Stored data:
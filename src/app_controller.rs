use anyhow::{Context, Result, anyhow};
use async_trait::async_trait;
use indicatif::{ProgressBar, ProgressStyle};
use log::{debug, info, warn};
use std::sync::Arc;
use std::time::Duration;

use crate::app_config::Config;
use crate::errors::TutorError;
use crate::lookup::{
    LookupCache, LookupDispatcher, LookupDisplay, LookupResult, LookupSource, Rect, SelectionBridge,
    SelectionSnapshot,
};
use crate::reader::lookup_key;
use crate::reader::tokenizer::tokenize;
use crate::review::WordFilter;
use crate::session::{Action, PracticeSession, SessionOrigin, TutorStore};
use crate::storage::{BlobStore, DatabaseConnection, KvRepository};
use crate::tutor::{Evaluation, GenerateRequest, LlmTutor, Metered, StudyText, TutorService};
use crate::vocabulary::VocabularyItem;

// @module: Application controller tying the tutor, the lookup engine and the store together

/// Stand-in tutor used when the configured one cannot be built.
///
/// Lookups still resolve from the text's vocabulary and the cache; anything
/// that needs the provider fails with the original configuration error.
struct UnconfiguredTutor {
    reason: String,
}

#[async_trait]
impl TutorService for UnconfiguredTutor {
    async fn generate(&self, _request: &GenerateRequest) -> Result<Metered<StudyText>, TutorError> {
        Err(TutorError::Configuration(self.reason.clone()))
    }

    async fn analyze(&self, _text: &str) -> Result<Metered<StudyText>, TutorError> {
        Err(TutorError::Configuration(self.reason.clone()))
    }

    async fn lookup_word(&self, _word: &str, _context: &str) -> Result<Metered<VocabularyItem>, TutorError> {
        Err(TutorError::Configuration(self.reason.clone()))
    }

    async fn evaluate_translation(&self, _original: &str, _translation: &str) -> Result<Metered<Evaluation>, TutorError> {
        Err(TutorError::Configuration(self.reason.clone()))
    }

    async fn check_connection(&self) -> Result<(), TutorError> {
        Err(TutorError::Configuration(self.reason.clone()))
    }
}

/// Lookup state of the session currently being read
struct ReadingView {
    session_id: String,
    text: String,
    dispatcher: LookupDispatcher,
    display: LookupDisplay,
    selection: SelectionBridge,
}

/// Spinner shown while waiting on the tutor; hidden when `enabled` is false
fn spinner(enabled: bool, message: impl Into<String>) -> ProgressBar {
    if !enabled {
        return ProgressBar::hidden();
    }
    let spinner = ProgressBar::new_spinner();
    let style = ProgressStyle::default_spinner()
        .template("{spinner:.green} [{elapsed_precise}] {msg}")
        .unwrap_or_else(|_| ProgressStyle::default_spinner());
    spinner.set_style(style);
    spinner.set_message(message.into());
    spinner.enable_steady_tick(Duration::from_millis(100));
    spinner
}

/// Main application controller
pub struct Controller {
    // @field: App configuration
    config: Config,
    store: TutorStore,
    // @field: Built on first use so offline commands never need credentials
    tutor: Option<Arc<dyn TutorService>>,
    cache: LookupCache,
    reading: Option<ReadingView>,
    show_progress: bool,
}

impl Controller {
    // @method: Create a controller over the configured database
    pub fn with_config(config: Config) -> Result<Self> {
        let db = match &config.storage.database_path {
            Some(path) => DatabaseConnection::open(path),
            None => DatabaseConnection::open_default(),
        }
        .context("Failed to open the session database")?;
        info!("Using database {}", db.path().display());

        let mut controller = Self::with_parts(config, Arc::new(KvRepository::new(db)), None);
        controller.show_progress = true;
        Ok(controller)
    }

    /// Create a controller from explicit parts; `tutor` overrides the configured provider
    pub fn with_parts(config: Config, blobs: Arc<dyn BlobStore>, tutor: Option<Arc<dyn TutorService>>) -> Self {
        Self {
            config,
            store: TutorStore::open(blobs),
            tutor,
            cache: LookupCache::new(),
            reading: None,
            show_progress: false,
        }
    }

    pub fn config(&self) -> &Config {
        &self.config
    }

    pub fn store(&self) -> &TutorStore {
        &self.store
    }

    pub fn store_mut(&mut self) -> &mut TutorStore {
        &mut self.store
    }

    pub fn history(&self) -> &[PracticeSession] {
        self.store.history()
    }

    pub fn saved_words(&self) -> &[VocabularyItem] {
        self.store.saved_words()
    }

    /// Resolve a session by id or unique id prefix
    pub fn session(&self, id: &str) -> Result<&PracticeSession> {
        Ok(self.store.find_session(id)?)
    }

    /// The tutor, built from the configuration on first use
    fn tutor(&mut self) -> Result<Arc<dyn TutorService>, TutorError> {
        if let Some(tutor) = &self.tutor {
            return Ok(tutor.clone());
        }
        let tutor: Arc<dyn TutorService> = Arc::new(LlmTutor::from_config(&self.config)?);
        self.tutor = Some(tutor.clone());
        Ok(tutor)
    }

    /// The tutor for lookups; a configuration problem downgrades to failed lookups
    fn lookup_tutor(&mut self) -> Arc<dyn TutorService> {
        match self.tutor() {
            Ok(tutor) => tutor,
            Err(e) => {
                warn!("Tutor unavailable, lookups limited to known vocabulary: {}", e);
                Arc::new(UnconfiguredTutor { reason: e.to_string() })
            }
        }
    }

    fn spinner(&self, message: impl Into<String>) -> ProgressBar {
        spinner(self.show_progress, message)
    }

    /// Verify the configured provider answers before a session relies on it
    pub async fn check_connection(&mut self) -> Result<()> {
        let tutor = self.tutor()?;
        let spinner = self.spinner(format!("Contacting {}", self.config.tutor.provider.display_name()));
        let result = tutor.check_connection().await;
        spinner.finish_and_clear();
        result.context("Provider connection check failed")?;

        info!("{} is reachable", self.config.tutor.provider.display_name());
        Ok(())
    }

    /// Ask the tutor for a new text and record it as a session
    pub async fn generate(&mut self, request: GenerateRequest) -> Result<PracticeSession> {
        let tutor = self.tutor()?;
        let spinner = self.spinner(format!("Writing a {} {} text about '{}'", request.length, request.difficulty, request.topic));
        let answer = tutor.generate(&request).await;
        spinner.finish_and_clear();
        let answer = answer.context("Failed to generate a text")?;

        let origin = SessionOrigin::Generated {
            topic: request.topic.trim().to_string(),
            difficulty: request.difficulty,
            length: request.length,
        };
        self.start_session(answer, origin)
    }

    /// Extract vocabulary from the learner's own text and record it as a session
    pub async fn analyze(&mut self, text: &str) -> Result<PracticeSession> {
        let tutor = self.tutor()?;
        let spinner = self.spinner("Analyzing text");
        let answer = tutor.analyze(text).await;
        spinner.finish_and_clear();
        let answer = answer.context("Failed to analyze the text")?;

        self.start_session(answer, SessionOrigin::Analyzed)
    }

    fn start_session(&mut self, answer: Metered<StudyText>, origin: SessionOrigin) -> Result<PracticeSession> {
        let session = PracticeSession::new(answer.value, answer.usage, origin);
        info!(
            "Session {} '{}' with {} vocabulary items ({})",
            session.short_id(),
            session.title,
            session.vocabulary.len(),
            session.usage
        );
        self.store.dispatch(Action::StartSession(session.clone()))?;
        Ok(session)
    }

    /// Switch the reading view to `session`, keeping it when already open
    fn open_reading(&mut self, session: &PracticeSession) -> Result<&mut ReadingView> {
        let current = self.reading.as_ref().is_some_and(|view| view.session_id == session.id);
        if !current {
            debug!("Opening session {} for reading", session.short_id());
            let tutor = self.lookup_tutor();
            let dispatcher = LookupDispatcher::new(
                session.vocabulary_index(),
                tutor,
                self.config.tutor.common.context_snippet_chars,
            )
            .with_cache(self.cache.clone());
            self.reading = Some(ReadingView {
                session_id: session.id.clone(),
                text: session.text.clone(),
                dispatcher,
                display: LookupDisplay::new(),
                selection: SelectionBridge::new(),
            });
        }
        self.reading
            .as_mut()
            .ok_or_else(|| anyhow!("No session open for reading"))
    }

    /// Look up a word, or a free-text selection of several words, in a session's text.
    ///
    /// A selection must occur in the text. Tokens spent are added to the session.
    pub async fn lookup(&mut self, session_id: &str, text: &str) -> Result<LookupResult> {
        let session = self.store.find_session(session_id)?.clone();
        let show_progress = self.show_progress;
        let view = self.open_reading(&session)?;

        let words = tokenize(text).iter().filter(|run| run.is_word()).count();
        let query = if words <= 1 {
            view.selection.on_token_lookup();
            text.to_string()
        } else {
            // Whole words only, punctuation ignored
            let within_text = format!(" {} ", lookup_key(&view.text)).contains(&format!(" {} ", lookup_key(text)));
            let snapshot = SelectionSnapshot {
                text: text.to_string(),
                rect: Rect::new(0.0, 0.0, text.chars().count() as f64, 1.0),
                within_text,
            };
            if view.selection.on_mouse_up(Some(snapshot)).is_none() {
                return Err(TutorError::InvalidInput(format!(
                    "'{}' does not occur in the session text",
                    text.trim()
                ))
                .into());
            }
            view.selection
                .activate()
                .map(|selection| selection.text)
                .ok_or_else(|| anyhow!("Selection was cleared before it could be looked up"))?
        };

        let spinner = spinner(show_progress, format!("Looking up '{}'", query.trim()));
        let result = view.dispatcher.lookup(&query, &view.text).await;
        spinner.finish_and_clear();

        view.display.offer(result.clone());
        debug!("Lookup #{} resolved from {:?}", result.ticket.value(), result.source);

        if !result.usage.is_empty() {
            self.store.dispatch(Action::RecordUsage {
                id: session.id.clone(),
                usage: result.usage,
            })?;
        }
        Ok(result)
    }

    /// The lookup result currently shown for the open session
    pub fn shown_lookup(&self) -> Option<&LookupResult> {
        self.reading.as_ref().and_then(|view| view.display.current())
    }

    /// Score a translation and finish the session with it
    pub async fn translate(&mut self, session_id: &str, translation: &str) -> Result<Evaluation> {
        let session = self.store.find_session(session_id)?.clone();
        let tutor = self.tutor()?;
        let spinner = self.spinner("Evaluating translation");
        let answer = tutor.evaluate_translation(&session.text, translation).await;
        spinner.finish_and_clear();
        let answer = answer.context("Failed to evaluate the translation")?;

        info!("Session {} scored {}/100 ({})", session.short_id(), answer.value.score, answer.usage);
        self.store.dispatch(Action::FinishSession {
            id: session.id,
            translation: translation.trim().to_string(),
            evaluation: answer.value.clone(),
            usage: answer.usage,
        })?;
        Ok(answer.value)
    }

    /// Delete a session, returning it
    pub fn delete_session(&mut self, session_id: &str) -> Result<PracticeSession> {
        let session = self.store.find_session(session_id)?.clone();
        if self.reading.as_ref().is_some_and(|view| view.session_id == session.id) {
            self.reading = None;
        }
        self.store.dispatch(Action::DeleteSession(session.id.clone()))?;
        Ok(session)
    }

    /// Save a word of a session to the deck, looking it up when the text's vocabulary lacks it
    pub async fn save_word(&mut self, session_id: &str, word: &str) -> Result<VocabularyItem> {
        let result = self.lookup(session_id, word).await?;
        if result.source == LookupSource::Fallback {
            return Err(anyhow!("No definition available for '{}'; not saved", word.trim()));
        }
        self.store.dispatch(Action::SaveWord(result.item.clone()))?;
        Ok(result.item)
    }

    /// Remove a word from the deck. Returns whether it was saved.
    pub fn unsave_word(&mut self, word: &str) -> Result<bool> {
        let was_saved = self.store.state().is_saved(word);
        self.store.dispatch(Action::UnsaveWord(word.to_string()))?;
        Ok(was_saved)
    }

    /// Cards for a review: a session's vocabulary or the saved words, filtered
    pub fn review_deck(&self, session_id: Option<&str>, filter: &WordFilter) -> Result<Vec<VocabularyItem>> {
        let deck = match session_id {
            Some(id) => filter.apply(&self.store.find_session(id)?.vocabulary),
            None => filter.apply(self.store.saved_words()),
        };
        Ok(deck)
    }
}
==
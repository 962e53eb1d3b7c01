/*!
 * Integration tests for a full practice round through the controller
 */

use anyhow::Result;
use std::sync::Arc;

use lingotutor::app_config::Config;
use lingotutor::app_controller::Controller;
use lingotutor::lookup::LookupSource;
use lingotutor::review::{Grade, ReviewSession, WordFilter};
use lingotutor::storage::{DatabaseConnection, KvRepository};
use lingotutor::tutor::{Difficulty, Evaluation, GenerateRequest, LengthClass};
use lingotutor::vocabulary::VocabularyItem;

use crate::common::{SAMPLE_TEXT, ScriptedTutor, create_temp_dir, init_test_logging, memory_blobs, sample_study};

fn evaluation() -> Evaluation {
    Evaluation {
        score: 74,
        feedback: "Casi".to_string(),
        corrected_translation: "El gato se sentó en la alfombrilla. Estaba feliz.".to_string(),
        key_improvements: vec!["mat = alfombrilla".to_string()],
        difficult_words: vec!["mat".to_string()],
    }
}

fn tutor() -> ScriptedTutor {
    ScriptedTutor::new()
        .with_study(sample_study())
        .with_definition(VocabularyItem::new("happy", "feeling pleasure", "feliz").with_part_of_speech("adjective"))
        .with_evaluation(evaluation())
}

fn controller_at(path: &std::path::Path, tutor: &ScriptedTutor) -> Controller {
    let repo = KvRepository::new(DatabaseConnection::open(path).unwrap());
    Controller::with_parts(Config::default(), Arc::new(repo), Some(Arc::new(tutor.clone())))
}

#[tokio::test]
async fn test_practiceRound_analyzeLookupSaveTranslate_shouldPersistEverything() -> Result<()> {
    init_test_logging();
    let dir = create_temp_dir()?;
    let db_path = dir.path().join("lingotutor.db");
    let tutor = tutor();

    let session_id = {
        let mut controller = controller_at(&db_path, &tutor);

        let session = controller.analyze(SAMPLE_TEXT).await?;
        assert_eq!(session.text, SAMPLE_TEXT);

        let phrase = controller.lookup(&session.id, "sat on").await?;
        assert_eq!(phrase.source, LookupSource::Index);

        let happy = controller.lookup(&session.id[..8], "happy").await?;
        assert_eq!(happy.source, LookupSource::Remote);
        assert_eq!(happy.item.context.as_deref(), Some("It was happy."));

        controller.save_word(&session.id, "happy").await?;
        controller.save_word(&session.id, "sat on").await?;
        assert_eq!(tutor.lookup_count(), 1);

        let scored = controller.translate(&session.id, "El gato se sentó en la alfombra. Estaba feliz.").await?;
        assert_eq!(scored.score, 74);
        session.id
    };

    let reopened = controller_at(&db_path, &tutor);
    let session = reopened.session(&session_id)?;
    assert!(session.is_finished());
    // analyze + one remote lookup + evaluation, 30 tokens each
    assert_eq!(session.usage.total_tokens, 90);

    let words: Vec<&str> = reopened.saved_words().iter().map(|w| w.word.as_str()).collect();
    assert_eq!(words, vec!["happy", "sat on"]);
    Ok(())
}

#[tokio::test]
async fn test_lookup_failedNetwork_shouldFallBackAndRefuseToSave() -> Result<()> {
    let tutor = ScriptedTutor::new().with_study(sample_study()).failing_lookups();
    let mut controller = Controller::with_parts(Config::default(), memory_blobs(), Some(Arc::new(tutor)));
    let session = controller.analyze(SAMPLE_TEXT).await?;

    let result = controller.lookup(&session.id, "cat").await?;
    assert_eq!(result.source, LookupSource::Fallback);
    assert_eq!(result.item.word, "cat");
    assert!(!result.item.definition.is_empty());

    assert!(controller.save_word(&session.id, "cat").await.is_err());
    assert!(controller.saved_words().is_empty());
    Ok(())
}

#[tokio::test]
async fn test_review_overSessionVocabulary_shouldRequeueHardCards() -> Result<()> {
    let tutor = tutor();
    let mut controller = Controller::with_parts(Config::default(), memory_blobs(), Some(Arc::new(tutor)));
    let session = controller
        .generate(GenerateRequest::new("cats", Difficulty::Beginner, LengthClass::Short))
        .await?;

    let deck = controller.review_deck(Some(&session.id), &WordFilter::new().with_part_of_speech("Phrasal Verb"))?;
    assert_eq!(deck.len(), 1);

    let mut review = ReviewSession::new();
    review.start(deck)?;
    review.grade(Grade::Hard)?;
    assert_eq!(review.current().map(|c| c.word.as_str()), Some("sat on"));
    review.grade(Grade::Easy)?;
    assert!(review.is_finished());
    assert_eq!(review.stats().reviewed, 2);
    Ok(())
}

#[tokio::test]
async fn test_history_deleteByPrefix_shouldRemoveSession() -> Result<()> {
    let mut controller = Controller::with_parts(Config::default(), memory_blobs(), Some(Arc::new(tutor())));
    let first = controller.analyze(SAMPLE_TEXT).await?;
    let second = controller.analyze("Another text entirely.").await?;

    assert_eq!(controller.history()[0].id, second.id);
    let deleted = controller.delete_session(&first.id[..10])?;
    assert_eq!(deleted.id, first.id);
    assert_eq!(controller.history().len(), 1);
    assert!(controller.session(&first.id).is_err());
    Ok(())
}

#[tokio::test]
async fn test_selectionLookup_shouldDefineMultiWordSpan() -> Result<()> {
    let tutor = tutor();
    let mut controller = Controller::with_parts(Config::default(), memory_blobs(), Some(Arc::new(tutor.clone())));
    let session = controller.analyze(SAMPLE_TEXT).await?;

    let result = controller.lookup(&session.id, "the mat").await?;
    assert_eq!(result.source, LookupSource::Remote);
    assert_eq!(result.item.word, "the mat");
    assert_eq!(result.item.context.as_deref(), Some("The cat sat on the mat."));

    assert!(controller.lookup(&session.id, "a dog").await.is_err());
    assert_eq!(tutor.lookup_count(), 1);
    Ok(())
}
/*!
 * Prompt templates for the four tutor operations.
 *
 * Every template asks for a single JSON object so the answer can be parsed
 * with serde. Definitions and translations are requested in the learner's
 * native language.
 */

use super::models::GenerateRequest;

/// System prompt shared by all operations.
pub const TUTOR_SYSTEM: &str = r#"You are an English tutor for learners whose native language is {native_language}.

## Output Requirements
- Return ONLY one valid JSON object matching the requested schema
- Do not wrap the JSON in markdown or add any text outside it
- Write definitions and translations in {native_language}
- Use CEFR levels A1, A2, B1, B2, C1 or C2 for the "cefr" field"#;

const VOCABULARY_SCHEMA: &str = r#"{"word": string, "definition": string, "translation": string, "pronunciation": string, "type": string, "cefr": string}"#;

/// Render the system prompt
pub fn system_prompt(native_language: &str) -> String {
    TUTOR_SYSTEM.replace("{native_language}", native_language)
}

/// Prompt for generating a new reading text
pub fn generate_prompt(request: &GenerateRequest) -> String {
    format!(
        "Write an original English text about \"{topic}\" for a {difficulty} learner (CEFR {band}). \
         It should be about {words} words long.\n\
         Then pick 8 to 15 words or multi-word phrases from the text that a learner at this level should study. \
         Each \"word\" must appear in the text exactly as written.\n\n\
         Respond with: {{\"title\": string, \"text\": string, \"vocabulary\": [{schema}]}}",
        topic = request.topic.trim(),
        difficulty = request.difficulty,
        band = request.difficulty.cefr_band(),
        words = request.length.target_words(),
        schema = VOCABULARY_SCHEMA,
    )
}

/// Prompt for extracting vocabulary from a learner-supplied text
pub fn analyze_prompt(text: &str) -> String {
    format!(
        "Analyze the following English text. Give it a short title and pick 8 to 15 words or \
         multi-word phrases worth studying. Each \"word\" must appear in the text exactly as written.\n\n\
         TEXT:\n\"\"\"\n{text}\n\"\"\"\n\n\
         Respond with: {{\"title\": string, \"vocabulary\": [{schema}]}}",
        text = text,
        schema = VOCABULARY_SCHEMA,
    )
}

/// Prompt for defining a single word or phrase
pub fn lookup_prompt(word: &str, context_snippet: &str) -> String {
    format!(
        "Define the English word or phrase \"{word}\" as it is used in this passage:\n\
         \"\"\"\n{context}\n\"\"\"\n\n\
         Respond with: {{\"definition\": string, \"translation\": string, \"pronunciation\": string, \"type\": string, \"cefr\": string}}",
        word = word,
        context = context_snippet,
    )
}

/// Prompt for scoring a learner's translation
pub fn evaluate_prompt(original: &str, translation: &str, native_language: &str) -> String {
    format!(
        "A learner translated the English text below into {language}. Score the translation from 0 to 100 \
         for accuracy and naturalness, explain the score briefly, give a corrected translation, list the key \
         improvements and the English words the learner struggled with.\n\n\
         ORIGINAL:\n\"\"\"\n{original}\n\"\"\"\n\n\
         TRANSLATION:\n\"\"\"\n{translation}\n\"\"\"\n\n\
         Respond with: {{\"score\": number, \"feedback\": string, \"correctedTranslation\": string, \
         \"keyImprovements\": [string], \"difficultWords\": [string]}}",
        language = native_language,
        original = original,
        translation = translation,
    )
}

* **Task objective**: The answer is a count and nothing more: lines above that contain "second".

* **Result for this exercise**: 2